■ **What you have to do**: Considering only lines that hold the word "tests", report how many there are in the listing below, as a single number.

* * *

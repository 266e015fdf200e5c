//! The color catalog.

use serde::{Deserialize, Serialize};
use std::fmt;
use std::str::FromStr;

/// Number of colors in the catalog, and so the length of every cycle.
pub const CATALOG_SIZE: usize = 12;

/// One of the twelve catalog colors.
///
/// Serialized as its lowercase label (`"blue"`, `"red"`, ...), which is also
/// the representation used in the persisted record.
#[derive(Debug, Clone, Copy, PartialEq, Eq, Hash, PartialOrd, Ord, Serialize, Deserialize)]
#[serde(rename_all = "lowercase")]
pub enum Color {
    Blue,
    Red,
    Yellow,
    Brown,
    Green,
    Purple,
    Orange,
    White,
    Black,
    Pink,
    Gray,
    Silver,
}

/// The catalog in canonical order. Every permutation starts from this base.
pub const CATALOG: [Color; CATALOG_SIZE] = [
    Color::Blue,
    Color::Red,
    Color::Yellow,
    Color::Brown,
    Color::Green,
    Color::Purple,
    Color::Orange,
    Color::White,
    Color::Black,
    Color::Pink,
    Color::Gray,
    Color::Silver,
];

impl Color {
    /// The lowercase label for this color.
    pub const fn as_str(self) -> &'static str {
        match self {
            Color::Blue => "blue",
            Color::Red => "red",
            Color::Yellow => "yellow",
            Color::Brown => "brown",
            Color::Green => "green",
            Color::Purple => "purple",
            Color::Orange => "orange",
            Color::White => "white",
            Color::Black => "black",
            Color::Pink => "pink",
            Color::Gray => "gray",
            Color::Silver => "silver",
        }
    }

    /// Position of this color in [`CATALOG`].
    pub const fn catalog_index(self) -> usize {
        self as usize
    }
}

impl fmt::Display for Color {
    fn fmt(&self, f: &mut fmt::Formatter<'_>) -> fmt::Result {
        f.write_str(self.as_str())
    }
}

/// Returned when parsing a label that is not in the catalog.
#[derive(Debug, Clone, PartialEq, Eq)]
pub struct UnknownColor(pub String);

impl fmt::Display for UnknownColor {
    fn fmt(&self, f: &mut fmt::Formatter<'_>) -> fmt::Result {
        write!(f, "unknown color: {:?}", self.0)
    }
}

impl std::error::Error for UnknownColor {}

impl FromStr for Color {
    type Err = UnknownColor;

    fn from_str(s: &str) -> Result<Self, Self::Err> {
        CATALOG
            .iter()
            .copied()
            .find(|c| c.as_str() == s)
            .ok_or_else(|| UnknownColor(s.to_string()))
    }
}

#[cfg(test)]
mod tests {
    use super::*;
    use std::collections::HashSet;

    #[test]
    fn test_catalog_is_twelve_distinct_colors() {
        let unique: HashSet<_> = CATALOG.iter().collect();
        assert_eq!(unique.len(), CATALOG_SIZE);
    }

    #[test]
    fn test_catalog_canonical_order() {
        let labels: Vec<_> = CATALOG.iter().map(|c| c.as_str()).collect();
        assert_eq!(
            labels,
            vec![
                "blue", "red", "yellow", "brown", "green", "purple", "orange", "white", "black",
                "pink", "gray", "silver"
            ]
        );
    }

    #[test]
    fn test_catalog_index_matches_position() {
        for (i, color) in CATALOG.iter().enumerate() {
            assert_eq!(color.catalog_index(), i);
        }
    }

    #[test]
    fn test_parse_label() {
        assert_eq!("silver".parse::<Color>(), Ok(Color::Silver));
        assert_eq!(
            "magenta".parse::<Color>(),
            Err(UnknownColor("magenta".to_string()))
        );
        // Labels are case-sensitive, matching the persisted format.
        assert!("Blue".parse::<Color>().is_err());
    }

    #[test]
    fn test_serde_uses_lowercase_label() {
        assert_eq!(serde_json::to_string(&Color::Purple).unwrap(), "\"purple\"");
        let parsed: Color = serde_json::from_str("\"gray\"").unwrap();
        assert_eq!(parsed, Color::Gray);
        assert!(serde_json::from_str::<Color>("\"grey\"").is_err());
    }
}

* * *

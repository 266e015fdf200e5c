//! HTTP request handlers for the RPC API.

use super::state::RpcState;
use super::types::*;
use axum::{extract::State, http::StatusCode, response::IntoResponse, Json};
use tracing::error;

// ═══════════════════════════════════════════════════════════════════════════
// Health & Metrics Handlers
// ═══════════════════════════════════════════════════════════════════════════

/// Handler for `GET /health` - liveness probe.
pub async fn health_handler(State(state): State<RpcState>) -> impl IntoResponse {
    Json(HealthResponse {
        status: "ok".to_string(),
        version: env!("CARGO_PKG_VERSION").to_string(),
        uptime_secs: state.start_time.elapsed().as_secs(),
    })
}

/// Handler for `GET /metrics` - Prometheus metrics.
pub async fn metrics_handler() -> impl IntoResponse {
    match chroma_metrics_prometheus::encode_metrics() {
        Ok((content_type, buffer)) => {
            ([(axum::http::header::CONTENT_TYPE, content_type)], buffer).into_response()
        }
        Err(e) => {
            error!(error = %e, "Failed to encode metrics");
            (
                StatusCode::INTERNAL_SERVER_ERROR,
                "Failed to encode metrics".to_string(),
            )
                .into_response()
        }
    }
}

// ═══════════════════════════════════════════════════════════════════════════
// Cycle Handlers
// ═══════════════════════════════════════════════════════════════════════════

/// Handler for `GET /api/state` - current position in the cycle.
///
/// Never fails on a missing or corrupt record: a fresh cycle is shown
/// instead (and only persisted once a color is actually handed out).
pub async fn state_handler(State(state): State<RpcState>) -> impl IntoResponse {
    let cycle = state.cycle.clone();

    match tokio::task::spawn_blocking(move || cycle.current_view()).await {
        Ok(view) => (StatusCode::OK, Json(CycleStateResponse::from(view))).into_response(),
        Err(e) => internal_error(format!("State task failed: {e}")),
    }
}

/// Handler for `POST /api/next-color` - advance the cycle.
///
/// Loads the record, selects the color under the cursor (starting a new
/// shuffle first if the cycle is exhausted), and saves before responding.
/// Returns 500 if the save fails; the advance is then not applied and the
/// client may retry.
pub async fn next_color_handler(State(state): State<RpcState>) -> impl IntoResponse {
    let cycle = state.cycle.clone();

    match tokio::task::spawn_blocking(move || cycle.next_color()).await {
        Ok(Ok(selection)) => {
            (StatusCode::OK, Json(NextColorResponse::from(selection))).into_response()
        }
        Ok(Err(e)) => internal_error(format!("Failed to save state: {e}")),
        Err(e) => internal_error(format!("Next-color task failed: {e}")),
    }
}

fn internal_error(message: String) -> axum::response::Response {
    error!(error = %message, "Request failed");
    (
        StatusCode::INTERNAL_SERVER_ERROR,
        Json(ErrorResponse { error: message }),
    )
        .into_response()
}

* * *

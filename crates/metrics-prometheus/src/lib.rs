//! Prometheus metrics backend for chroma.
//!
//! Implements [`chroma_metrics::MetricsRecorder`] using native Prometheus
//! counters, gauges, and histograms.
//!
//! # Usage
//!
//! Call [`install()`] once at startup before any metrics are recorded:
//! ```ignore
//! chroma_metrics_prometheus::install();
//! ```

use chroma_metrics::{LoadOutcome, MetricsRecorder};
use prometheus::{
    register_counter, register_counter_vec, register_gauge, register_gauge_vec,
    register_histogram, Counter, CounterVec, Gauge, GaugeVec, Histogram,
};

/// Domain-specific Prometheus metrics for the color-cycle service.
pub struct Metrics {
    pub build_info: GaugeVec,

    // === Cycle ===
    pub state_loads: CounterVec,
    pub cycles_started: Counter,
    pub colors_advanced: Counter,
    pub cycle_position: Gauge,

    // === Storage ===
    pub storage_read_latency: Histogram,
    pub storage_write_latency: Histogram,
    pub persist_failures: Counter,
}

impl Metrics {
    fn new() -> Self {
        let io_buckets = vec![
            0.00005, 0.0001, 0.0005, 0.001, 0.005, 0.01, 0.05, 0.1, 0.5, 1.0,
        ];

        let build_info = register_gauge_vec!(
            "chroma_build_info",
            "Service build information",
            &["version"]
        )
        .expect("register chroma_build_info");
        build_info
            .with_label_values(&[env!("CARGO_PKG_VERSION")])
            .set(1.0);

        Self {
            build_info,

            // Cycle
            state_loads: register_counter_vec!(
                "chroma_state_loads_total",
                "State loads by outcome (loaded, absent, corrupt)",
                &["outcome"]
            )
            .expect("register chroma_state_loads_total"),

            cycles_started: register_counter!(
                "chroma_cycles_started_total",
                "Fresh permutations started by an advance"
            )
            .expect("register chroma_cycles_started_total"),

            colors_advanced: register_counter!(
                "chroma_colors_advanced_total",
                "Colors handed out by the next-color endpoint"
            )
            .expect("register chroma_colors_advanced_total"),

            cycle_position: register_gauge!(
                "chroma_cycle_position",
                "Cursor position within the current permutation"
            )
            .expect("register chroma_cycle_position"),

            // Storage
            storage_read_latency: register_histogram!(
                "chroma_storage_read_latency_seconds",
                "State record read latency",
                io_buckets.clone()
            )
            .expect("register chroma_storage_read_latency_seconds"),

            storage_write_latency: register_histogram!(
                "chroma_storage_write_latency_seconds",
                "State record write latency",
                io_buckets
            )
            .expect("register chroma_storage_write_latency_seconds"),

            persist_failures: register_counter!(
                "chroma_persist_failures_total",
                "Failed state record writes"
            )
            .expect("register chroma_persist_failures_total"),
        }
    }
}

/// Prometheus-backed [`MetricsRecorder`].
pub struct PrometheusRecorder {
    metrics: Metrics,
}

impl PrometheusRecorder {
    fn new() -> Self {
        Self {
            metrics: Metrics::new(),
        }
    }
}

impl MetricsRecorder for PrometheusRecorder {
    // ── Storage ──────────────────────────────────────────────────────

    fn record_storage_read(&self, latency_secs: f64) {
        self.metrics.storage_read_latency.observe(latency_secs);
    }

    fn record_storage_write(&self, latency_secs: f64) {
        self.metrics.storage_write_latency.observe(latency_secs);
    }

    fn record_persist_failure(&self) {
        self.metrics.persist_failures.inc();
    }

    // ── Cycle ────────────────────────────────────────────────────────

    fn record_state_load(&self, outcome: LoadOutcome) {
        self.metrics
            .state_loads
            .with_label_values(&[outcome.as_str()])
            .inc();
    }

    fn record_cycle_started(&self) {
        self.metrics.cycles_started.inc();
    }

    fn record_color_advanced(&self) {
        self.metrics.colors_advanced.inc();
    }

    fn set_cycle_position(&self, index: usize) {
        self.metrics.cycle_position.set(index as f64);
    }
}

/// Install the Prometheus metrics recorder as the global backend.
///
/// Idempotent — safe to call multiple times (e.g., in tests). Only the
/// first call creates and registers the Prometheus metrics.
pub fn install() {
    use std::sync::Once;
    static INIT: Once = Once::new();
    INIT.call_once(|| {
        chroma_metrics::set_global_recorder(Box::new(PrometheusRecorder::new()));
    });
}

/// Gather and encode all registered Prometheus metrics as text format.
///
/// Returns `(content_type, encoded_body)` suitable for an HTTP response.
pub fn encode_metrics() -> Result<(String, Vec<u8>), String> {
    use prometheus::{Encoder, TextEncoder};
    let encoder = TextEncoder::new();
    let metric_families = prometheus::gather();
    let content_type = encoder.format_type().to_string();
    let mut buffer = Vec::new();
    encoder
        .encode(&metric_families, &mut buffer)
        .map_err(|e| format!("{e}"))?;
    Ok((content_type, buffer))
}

* * *

■ **Result below**: 2